Uitspraak
21.3889 BBZ-VV, 21/3684 BBZ
OVERWEGINGEN
BESLISSING
- bevestigt de aangevallen uitspraak;
- wijst het verzoek om een voorlopige voorziening af.
Centrale Raad van Beroep
In deze zaak heeft de Centrale Raad van Beroep op 7 februari 2022 uitspraak gedaan in hoger beroep tegen een eerdere beslissing van de rechtbank Midden-Nederland. De zaak betreft een verzoeker die een aanvraag om algemene bijstand heeft ingediend op basis van het Besluit bijstandsverlening zelfstandigen 2004 (Bbz 2004). De aanvraag werd afgewezen door het college van burgemeester en wethouders van Leusden, omdat het bedrijf van de verzoeker niet levensvatbaar werd geacht.
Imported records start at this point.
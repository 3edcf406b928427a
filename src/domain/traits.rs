use crate::domain::model::trade::TradeRecord;
use anyhow::Result;

/// Seam to whatever stores assembled records. The parser hands a record
/// over and forgets it; retry policy and dedup by order id live behind
/// this trait, not in the parsing stages.
pub trait TradeSink {
    fn store(&self, record: &TradeRecord) -> Result<()>;
}
//! Batch ingestion of saved broker emails.

pub mod runner;

pub use runner::{IngestRunner, IngestSummary};
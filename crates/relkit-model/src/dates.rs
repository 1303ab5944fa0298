//! Report dates are stored as proleptic Gregorian ordinals, day 1 being
//! 0001-01-01.

use chrono::{Datelike, NaiveDate};

/// Calendar date for an ordinal, if it is in chrono's range.
///
/// Ordinals below 1 precede the first day and have no date.
pub fn date_from_ordinal(ordinal: i64) -> Option<NaiveDate> {
    if ordinal < 1 {
        return None;
    }
    let days = i32::try_from(ordinal).ok()?;
    NaiveDate::from_num_days_from_ce_opt(days)
}

pub fn ordinal_from_date(date: NaiveDate) -> i64 {
    i64::from(date.num_days_from_ce())
}

/// Render an ordinal as `YYYY-MM-DD`, falling back to the raw number.
pub fn format_ordinal(ordinal: i64) -> String {
    match date_from_ordinal(ordinal) {
        Some(date) => date.format("%Y-%m-%d").to_string(),
        None => format!("#{ordinal}"),
    }
}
Het college had zich laten adviseren door BTB, dat concludeerde dat de inkomsten uit de onderneming in 2021 niet op een noodzakelijk niveau zouden komen. De verzoeker heeft in hoger beroep aangevoerd dat het college ten onrechte het advies van BTB aan de afwijzing ten grondslag heeft gelegd en dat er concrete aanknopingspunten zijn voor twijfel aan de zorgvuldigheid en inhoud van dit advies.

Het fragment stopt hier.